The musical comedy Curtains, the final collaboration of composer John Kander and lyricist Fred Ebb, with book (adapted from the original idea by Peter Stone) and additional lyrics by Rupert Holmes, directed by Robert McWhir, with choreography by Robbie O'Reilly, will receive its European premiere at the Landor Theatre in Clapham, from 25th July. It is a backstage murder mystery, set in Boston in 1959 during the pre-Broadway tryout of a new musical, where the leading lady is murdered on opening night, and the entire company, including the creative team and producer are possible suspects, as an amateur dramatics enthusiast detective (who happened to be in the audience) finds himself just as drawn toward making the show a hit, as he is in solving the murder.

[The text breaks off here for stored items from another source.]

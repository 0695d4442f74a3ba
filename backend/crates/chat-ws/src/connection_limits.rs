/// Configuration for connection limits
#[derive(Debug, Clone)]
pub struct ConnectionLimits {
    /// Maximum concurrent sessions in this process
    pub max_total: usize,
}

impl Default for ConnectionLimits {
    fn default() -> Self {
        Self { max_total: 10000 }
    }
}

Heartbreak Productions is presenting its 21st season of classic plays performed outdoors in historic settings across the country, with Shakespeare's Much Ado About Nothing, directed by Maddy Kerr; Noel Coward's Private Lives, about a divorced couple who, finding themselves honeymooning with new partners in adjoining suites in the south of France, also find that their relationship is actually not over, directed by Peter Mimmack; and E Nesbitt's The Railway Children, the story of three London children who move to a cottage in rural Yorkshire, where they befriend the local railway porter and embark on a journey of discovery and adventure, directed by Peter Mimmack. Heartbreak Productions works in association with English Heritage, The National Trust, and public and private stately homes, gardens and castles, performing mostly one night stands, until 2nd September. Further information can be found on the HP web site via the link from Theatre Companies in the Links section of TheatreNet.

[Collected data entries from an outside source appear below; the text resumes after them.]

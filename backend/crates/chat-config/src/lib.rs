mod auth_config;
mod broadcast_config;
mod cache_config;
mod config;
mod database_config;
mod error;
mod identity_config;
mod log_level;
mod logging_config;
mod server_config;
mod websocket_config;

pub use auth_config::{AuthConfig, MIN_JWT_SECRET_LENGTH};
pub use broadcast_config::BroadcastConfig;
pub use cache_config::{CacheBackendKind, CacheConfig};
pub use config::Config;
pub use database_config::DatabaseConfig;
pub use error::{ConfigError, ConfigErrorResult};
pub use identity_config::IdentityConfig;
pub use log_level::LogLevel;
pub use logging_config::LoggingConfig;
pub use server_config::ServerConfig;
pub use websocket_config::WebSocketConfig;

#[cfg(test)]
mod tests;

const CONFIG_DIR_ENV: &str = "CHAT_CONFIG_DIR";
const DEFAULT_CONFIG_DIR: &str = ".chat";
const CONFIG_FILE_NAME: &str = "config.toml";

const DEFAULT_HOST: &str = "127.0.0.1";
const DEFAULT_PORT: u16 = 8081;
const MIN_PORT: u16 = 1024;
const DEFAULT_MAX_CONNECTIONS: usize = 10_000;
const MIN_MAX_CONNECTIONS: usize = 1;
const MAX_MAX_CONNECTIONS: usize = 100_000;

const DEFAULT_DATABASE_FILENAME: &str = "chat.db";

const DEFAULT_LOG_LEVEL_STRING: &str = "info";
const DEFAULT_LOG_LEVEL: log::LevelFilter = log::LevelFilter::Info;
const DEFAULT_LOG_DIRECTORY: &str = "log";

The Rumour Machine says: that the musical Viva Forever, featuring the hits of the Spice Girls, book by Jennifer Saunders, directed by Paul Garrington, with choreography by Lynne Page, will open at the Piccadilly Theatre in December, produced by Judy Cramer; that Julian Fellowes may write the book for a stage musical adaptation of Slumdog Millionaire, possibly directed by Matthew Warchus; and that there are already plans for the yet to open Chichester Festival Theatre production of Cole Porter's Kiss Me, Kate, with Hannah Waddingham, Alex Bourne, Adam Garcia, Clive Rowe and David Burt, directed by Trevor Nunn, with choreography by Stephen Mear, to transfer to the West End. The Rumour Machine grinds on.